Task:
The answer must be one number: how many lines in the data below include the string "extensions".

━━━ Available data

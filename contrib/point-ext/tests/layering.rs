use point_ext::{PointExpr, PointModule, PointSqlType};
use vchord_dialect::compiler::Compiler;
use vchord_dialect::extensions;
use vchord_dialect::parser::ast::{Expr, SelectItem, Statement};
use vchord_dialect::parser::parse;
use vchord_dialect::types::IntermediateType;
use vchord_dialect::vector::{VectorChordExtensionExpr, VectorChordModule, VectorChordSqlType};
use vchord_dialect::{Error, Grammar};

const SCHEMA: &str = "
    CREATE TABLE places (
        id INT PRIMARY KEY,
        location POINT NOT NULL,
        embedding VECTOR(3) NOT NULL
    );
";

fn layered() -> Compiler {
    Compiler::new(&[&PointModule, &VectorChordModule])
}

fn projection(grammar: &Grammar, sql: &str) -> Expr {
    let mut statements = parse(sql, grammar).unwrap();
    let Statement::Select(select) = statements.remove(0).statement else {
        panic!("expected SELECT");
    };
    match select.projection.into_iter().next() {
        Some(SelectItem::Expr { expr, .. }) => expr,
        other => panic!("expected expression, got {:?}", other),
    }
}

#[test]
fn test_earlier_layer_still_parses() {
    let compiler = layered();
    let expr = projection(compiler.grammar(), "SELECT location ~= ? FROM places;");
    let Expr::Extension(node) = expr else {
        panic!("expected extension expression");
    };
    assert!(node.is::<PointExpr>());
}

#[test]
fn test_newest_layer_wins_shared_syntax() {
    let compiler = layered();
    let expr = projection(compiler.grammar(), "SELECT embedding <-> ? FROM places;");
    let Expr::Extension(node) = expr else {
        panic!("expected extension expression");
    };
    assert!(node.is::<VectorChordExtensionExpr>());
}

#[test]
fn test_both_layers_resolve() {
    let unit = layered()
        .compile(&format!(
            "{}
            nearby: SELECT id, location <-> :origin AS meters, location ~= :origin AS same,
                   embedding <=> :query AS score, magnitude(location) AS m
            FROM places
            ORDER BY embedding <=> :query
            LIMIT 10;",
            SCHEMA
        ))
        .unwrap();

    let places = unit.table("places").unwrap();
    assert_eq!(places.columns[1].ty, IntermediateType::new(&PointSqlType::Point));
    assert_eq!(places.columns[2].ty, IntermediateType::new(&VectorChordSqlType::Vector));

    let query = unit.query("nearby").unwrap();
    let types: Vec<String> = query.columns.iter().map(|c| c.ty.to_string()).collect();
    assert_eq!(types, ["int", "real", "boolean", "real", "real"]);

    let arguments: Vec<(&str, String)> = query
        .arguments
        .iter()
        .map(|a| (a.label.as_str(), a.ty.to_string()))
        .collect();
    assert_eq!(
        arguments,
        [
            (":origin", "point".to_string()),
            (":origin", "point".to_string()),
            (":query", "vector".to_string()),
            (":query", "vector".to_string()),
        ]
    );
}

#[test]
fn test_candidates_follow_layer_order() {
    let modules: [&dyn vchord_dialect::DialectModule; 2] = [&PointModule, &VectorChordModule];
    let resolver = extensions::resolver_chain(&modules);
    let names: Vec<&str> = resolver
        .boolean_binary_candidate_types()
        .iter()
        .take(3)
        .map(|ty| ty.name())
        .collect();
    assert_eq!(names, ["vector", "bit", "point"]);
}

#[test]
fn test_point_syntax_needs_point_layer() {
    let err = Compiler::new(&[&VectorChordModule])
        .compile("SELECT 1 ~= 2;")
        .unwrap_err();
    assert!(matches!(err, Error::Parse { .. }));
}

#[test]
fn test_point_module_is_discovered() {
    let names: Vec<&str> = extensions::available_modules()
        .iter()
        .map(|m| m.name())
        .collect();
    assert_eq!(names, ["point", "vectorchord"]);
}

━━━━━━

Written answer:
3